Video Görüntülerinde Şiddet İçeren Aktivitelerin Lstm Ağı İle Tespiti

Bilgisayarlı görü alanında hareket tanıma gerek RGB videolar, gerekse derinlik haritaları üzerinde fazlasıyla çalışılmış bir konu olmakla beraber; şiddet içeren hareketlerin tespiti göreli olarak az çalışılmış bir alandır. Gelişmekte olan teknoloji ve internet ağı sayesinde, büyük miktarlarda video verisine kolayca erişilebilmektedir. Bu sayede, birçok şiddet içerikli video da kolayca erişilebilir hale gelmiştir. Şiddet içeren sahnelere sahip videoların etiketlenmesi, güvenlik ve içerik tabanlı video arama sistemleri için önemlidir.
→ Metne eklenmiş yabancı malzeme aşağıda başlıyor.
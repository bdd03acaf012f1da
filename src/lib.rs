//! Sensor Anomaly Indicator - sliding-window anomaly signalling for an
//! analog sensor read through an I2C converter.
//!
//! Every tick one converter sample is pushed into a fixed-depth window,
//! the window is reduced to a short feature vector, two pre-trained models
//! classify it, and exactly one of three LEDs is lit.
//!
//! # Signals
//!
//! - **GREEN**: normal, class 0
//! - **BLUE**: normal, class 1
//! - **RED**: anomaly, confirmed by two consecutive outlier ticks
//!
//! # Architecture
//!
//! ```text
//! ┌──────────────────────────────────────────────────────────────────┐
//! │                     Sensor Anomaly Indicator                      │
//! ├──────────────────────────────────────────────────────────────────┤
//! │  ┌───────────┐   ┌───────────┐   ┌───────────┐   ┌───────────┐  │
//! │  │ Converter │──▶│  Window   │──▶│ Features  │──▶│ Ensemble  │  │
//! │  │  (I2C)    │   │ (N = 10)  │   │ (mean,std,│   │ (scaler,  │  │
//! │  └───────────┘   └───────────┘   │  spectrum)│   │  LOF, kNN)│  │
//! │                                  └─────┬─────┘   └─────┬─────┘  │
//! │                                        │               ▼        │
//! │                                        │         ┌───────────┐  │
//! │                                        ▼         │  Signal   │  │
//! │                                  ┌───────────┐   │  state    │  │
//! │                                  │ Recorder  │   │  machine  │  │
//! │                                  │  (CSV)    │   └─────┬─────┘  │
//! │                                  └───────────┘         ▼        │
//! │                                                  ┌───────────┐  │
//! │                                                  │   LEDs    │  │
//! │                                                  └───────────┘  │
//! └──────────────────────────────────────────────────────────────────┘
//! ```
//!
//! # Example
//!
//! ```no_run
//! use sensor_anomaly_indicator::{
//!     hardware::{MemoryIndicators, SimulatedAdc},
//!     model::FittedEnsemble,
//!     monitor::{Monitor, MonitorSettings},
//!     stats::create_shared_log,
//!     Config,
//! };
//!
//! let config = Config::default();
//! let ensemble = FittedEnsemble::load(&config.models, config.feature_len()).unwrap();
//! let mut monitor = Monitor::new(
//!     SimulatedAdc::new(42),
//!     MemoryIndicators::new(),
//!     ensemble,
//!     MonitorSettings::from(&config),
//!     create_shared_log(),
//! );
//! let report = monitor.tick().unwrap();
//! println!("{}", report.state);
//! ```

pub mod config;
pub mod core;
pub mod hardware;
pub mod model;
pub mod monitor;
pub mod recorder;
pub mod stats;

// Re-export key types at crate root for convenience
pub use config::{Config, ConfigError, RecorderConfig};
pub use core::{
    extract_features, FeatureExtractor, FeatureVector, SampleWindow, SignalState,
    SignalStateMachine,
};
pub use hardware::{AnalogInput, HardwareError, IndicatorBank};
pub use model::{ClassifierEnsemble, FittedEnsemble, ModelError, Predictor};
pub use monitor::{Monitor, MonitorSettings, TickReport};
pub use recorder::{FeatureTable, RecorderError, SessionRecorder};
pub use stats::{RunLog, RunStats, SharedRunLog};

/// Library version.
pub const VERSION: &str = env!("CARGO_PKG_VERSION");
Güvenlik kamera sistemleri genellikle şiddeti ve uygunsuz hareketleri tespit etmek için elverişsizdir. Büyük ölçekli bir güvenlik kamera sistemi için, bir operatörün tüm kameraları aynı anda izlemesi imkânsızdır. Öte yandan, video akışı sitelerine yüklenen videoları kontrol edebilen otomatik video değerlendirme ve etiketleme sistemleri için de giderek artan bir ihtiyaç bulunmaktadır. Bu nedenlerden ötürü şiddet tespiti daha da önem kazanan bir konu haline gelişmiştir. Bu çalışmada video görüntüleri üzerinde Transfer Öğrenme ve Long Short Term Memory (LSTM) ağı tabanlı bir yöntem önerilmiştir. Doğrudan RGB görüntülerinden, optik akış degerlerinin ve RGB çerçeve serilerinin türevi hesaplanarak elde edilen hız görüntülerinden GoogleNet kullanılarak derin öznitelikler elde edilmiştir. Elde edilen derin öznitelik serileri LSTM ağına girdi olarak verilmiştir. Önerilen yöntem literatürde bu tarz çalışmaların test edilmesinde yaygın olarak kullanılan Hockey Fight ve Violent Flow veri kümeleri ile test edilmiştir. Deney sonuçları literatürdeki çalışmalarla karşılaştırılabilir düzeydedir.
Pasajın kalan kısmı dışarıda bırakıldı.